I know it, I travel it.


----------



## Prosp (Nov 4, 2012)

Road_UK said:


> I know it, I travel it.


If you travel, than you had noticed obvious aspects: society, it's outlook, mindset, physical outlook, as well as cold climate. You had noticed similar design, fashion trends, also architecture. And so on and on. 
Despite that Northern Europe/Scandinavia/Nordc/Baltic are completely different definitions, although have associations.
Self-identifications and recognition, acknowledgement is a small part. However, our links are recognized and as i have wrote earlier, we donot give a damn thing on how other consider that.


----------



## markfos (Sep 14, 2012)

Prosp said:


> markfos, are you a troll? Or just act like that? Read my mentioned links.
> Poland is also a former commie country.


There is a huge difference between ex commie and ex soviet, and no I'm not a troll, your fellow started this by putting Poland to the same basket as Belarus, Russia and Ukraine. We were always part of western Europe in all aspects, we are west of Lithuania, most of our lands are west of Hungary and Slovakia so why he included Poland to EE while Hungary and Slovakia to CE?


----------



## RokasLT (Nov 17, 2010)

Road_UK said:


> I know it, I travel it.


Scandinavia and Northern Europe terms have different meanings, still some similarities too.


----------



## Road_UK (Jun 20, 2011)

Prosp said:


> If you travel, than you had noticed obvious aspects: society, it's outlook, mindset, physical outlook, as well as cold climate. You had noticed similar design, fashion trends, also architecture. And so on and on.
> Despite that Northern Europe/Scandinavia/Nordc/Baltic are completely different definitions, although have associations.
> Self-identifications and recognition, acknowledgement is a small part. However, our links are recognized and as i have wrote earlier, we donot give a damn thing on how other consider that.

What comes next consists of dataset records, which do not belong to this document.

//! Utilities
//!
//! Cross-cutting helpers for descriptor hygiene and size parsing.

pub mod fd_closure;
pub mod size;
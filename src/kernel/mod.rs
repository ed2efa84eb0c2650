//! Thin wrappers around Linux kernel primitives.
//!
//! All `sigaction` and `flock` calls are concentrated here.

pub mod flock;
pub mod signal;
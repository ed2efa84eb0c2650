//! Guest kernel launch
//!
//! Launch specifications, the worker-side exec role and tap device
//! descriptors.

pub mod exec;
pub mod launch;
pub mod network;
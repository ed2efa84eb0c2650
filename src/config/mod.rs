//! Configuration
//!
//! Typed settings and the shared error taxonomy.

pub mod settings;
pub mod types;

Good. I'll consider it eastern Europe.


----------



## Puritan (Nov 1, 2011)

Prosp said:


> at the moment - our economy depends on Scandinavia


At the moment your economy depends on Russia. The highest proportion of both exports and imports was to and from Russia.

Export:
Russia 19.0%
Latvia 11.0%
Estonia 7.9%

Import: 
Russia 32.5%
Germany 9.8%
Poland 9.8%
http://en.wikipedia.org/wiki/Economy_of_Lithuania
By the way ... 

Poland share with Scandinavia:

- long maritime border with Denmark and Sweden
- Swedish kings from Vasa dynasty
- Polish-Swedish union
- Viking expansion
- Harald Bluetooth
- Cnut the Great 
- Olaf I of Norway and Geira
- Sygryda Storråda aka Świętosława
- Eric of Pomerania aka King Eric III of Norway, Eric VII of Denmark and King Eric of Sweden
- Samuel Linde and other polonized Swedes
- Swedish Pomerania
- "Gustav II Adolf fraternal assistance" Evangelical Church in Poland organization ( second oldest after German organization)
- hunderts of twin towns and sister cities
- many cultural events
- strong economic ties
- thousands of scandinavian companies ( in various industries)
(for example *52 years* of cooperation between Ikea and Poland - Poland is IKEA's second largest supplier after China)
- architecture ( to some extent)
- glacial landform
- similar climate
- Central European Time Zone
etc. etc. etc.

That makes Poland *über* Nordic comparing to Lithuania  but this does not mean that we are Scandinavians or Nordic country.

Ps.
*King Eric of Sweden castle and birthplace in Darłowo/Poland*








author: paris

and i have hundreds of such examples ... 

EOT


----------



## markfos (Sep 14, 2012)

^^ Exactly, we have much more in common with Northern Europe and Scandinavia than Lithuania does.
BTW @Prosp always mentions IT companies, but the biggest IT companies like Google or Intel are located in Poland.


----------



## Road_UK (Jun 20, 2011)

markfos said:


> ^^ Exactly, we have much more in common with Northern Europe and Scandinavia than Lithuania does.
> BTW @Prosp always mentions IT companies, but the biggest IT companies like Google or Intel are located in Poland.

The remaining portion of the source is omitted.